**WHAT THIS TASK INVOLVES**: Each entry below should be retyped exactly as given.

**SOURCE INFORMATION**:
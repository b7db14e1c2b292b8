//! Display rendering for posts.

use chrono::DateTime;

use crate::error::FeedError;
use crate::post::Post;

/// Escape text for HTML element content and attribute values.
pub fn escape_html(s: &str) -> String {
    let mut out = String::with_capacity(s.len());
    for c in s.chars() {
        match c {
            '&' => out.push_str("&amp;"),
            '<' => out.push_str("&lt;"),
            '>' => out.push_str("&gt;"),
            '"' => out.push_str("&quot;"),
            '\'' => out.push_str("&#039;"),
            _ => out.push(c),
        }
    }
    out
}

/// Format a feed date as `YYYY/MM/DD HH:MM:SS`.
///
/// Accepts RFC 2822 (the RSS `pubDate` format) and RFC 3339. The time is
/// shown in the offset the feed wrote it in. Anything else is returned
/// unchanged.
pub fn format_date(raw: &str) -> String {
    let trimmed = raw.trim();
    DateTime::parse_from_rfc2822(trimmed)
        .or_else(|_| DateTime::parse_from_rfc3339(trimmed))
        .map(|date| date.format("%Y/%m/%d %H:%M:%S").to_string())
        .unwrap_or_else(|_| raw.to_string())
}

/// One post as an HTML fragment. Every text field is escaped.
pub fn render_post_html(post: &Post) -> String {
    format!(
        r#"<div class="post">
  <article>
    <span class="post-title">
      <a href="{link}" target="_blank" class="post-link">{title}</a>
    </span>
    <br>
    <span class="post-time">{time}</span>
    <br>
    <span class="post-content">{description}</span>
  </article>
</div>
"#,
        link = escape_html(post.link()),
        title = escape_html(post.title()),
        time = escape_html(&format_date(post.pub_date())),
        description = escape_html(post.description()),
    )
}

pub fn render_posts_html(posts: &[Post]) -> String {
    posts.iter().map(render_post_html).collect()
}

/// Plain listing for a terminal.
pub fn render_posts_text(posts: &[Post]) -> String {
    let mut out = String::new();
    for post in posts {
        out.push_str(&format!(
            "{}\n  {}\n  {}\n  {}\n\n",
            post.title(),
            format_date(post.pub_date()),
            post.link(),
            post.description()
        ));
    }
    out
}

/// The single user-facing line shown when the feed cannot be displayed.
pub fn error_message(err: &FeedError) -> String {
    format!("Could not load posts ({})", err)
}

#[cfg(test)]
mod tests {
    use super::*;

    #[test]
    fn test_escape_html() {
        assert_eq!(
            escape_html(r#"<script>alert("x" & 'y')</script>"#),
            "&lt;script&gt;alert(&quot;x&quot; &amp; &#039;y&#039;)&lt;/script&gt;"
        );
    }

    #[test]
    fn test_format_rfc2822() {
        assert_eq!(
            format_date("Tue, 05 Mar 2024 14:03:09 +0800"),
            "2024/03/05 14:03:09"
        );
        assert_eq!(
            format_date("Tue, 05 Mar 2024 06:03:09 GMT"),
            "2024/03/05 06:03:09"
        );
    }

    #[test]
    fn test_format_rfc3339() {
        assert_eq!(format_date("2024-03-05T14:03:09Z"), "2024/03/05 14:03:09");
    }

    #[test]
    fn test_unparseable_date_passes_through() {
        assert_eq!(format_date("unknown time"), "unknown time");
        assert_eq!(format_date("last Tuesday"), "last Tuesday");
    }

    #[test]
    fn test_post_html_is_escaped() {
        let post = Post {
            title: Some("<b>Bold</b>".to_string()),
            link: Some("https://example.com/?a=1&b=2".to_string()),
            pub_date: None,
            description: Some("it's \"quoted\"".to_string()),
        };
        let html = render_post_html(&post);
        assert!(html.contains(r#"href="https://example.com/?a=1&amp;b=2""#));
        assert!(html.contains("&lt;b&gt;Bold&lt;/b&gt;"));
        assert!(html.contains(r#"<span class="post-time">unknown time</span>"#));
        assert!(html.contains("it&#039;s &quot;quoted&quot;"));
        assert!(!html.contains("<b>"));
    }

    #[test]
    fn test_error_message() {
        assert_eq!(
            error_message(&FeedError::NoItems),
            "Could not load posts (No posts found)"
        );
    }
}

**EXPECTED OUTPUT**:
repository b7db14e1c2b292b8
//! Display rendering for posts.

use chrono::DateTime;

use crate::error::FeedError;
use crate::post::Post;

/// Escape text for HTML element content and attribute values.
pub fn escape_html(s: &str) -> String {
    let mut out = String::with_capacity(s.len());
    for c in s.chars() {
        match c {
            '&' => out.push_str("&amp;"),
            '<' => out.push_str("&lt;"),
            '>' => out.push_str("&gt;"),
            '"' => out.push_str("&quot;"),
            '\'' => out.push_str("&#039;"),
            _ => out.push(c),
        }
    }
    out
}

/// Format a feed date as `YYYY/MM/DD HH:MM:SS`.
///
/// Accepts RFC 2822 (the RSS `pubDate` format) and RFC 3339. The time is
/// shown in the offset the feed wrote it in. Anything else is returned
/// unchanged.
pub fn format_date(raw: &str) -> String {
    let trimmed = raw.trim();
    DateTime::parse_from_rfc2822(trimmed)
        .or_else(|_| DateTime::parse_from_rfc3339(trimmed))
        .map(|date| date.format("%Y/%m/%d %H:%M:%S").to_string())
        .unwrap_or_else(|_| raw.to_string())
}

/// One post as an HTML fragment. Every text field is escaped.
pub fn render_post_html(post: &Post) -> String {
    format!(
        r#"<div class="post">
  <article>
    <span class="post-title">
      <a href="{link}" target="_blank" class="post-link">{title}</a>
    </span>
    <br>
    <span class="post-time">{time}</span>
    <br>
    <span class="post-content">{description}</span>
  </article>
</div>
"#,
        link = escape_html(post.link()),
        title = escape_html(post.title()),
        time = escape_html(&format_date(post.pub_date())),
        description = escape_html(post.description()),
    )
}

pub fn render_posts_html(posts: &[Post]) -> String {
    posts.iter().map(render_post_html).collect()
}

/// Plain listing for a terminal.
pub fn render_posts_text(posts: &[Post]) -> String {
    let mut out = String::new();
    for post in posts {
        out.push_str(&format!(
            "{}\n  {}\n  {}\n  {}\n\n",
            post.title(),
            format_date(post.pub_date()),
            post.link(),
            post.description()
        ));
    }
    out
}

/// The single user-facing line shown when the feed cannot be displayed.
pub fn error_message(err: &FeedError) -> String {
    format!("Could not load posts ({})", err)
}

#[cfg(test)]
mod tests {
    use super::*;

    #[test]
    fn test_escape_html() {
        assert_eq!(
            escape_html(r#"<script>alert("x" & 'y')</script>"#),
            "&lt;script&gt;alert(&quot;x&quot; &amp; &#039;y&#039;)&lt;/script&gt;"
        );
    }

    #[test]
    fn test_format_rfc2822() {
        assert_eq!(
            format_date("Tue, 05 Mar 2024 14:03:09 +0800"),
            "2024/03/05 14:03:09"
        );
        assert_eq!(
            format_date("Tue, 05 Mar 2024 06:03:09 GMT"),
            "2024/03/05 06:03:09"
        );
    }

    #[test]
    fn test_format_rfc3339() {
        assert_eq!(format_date("2024-03-05T14:03:09Z"), "2024/03/05 14:03:09");
    }

    #[test]
    fn test_unparseable_date_passes_through() {
        assert_eq!(format_date("unknown time"), "unknown time");
        assert_eq!(format_date("last Tuesday"), "last Tuesday");
    }

    #[test]
    fn test_post_html_is_escaped() {
        let post = Post {
            title: Some("<b>Bold</b>".to_string()),
            link: Some("https://example.com/?a=1&b=2".to_string()),
            pub_date: None,
            description: Some("it's \"quoted\"".to_string()),
        };
        let html = render_post_html(&post);
        assert!(html.contains(r#"href="https://example.com/?a=1&amp;b=2""#));
        assert!(html.contains("&lt;b&gt;Bold&lt;/b&gt;"));
        assert!(html.contains(r#"<span class="post-time">unknown time</span>"#));
        assert!(html.contains("it&#039;s &quot;quoted&quot;"));
        assert!(!html.contains("<b>"));
    }

    #[test]
    fn test_error_message() {
        assert_eq!(
            error_message(&FeedError::NoItems),
            "Could not load posts (No posts found)"
        );
    }
}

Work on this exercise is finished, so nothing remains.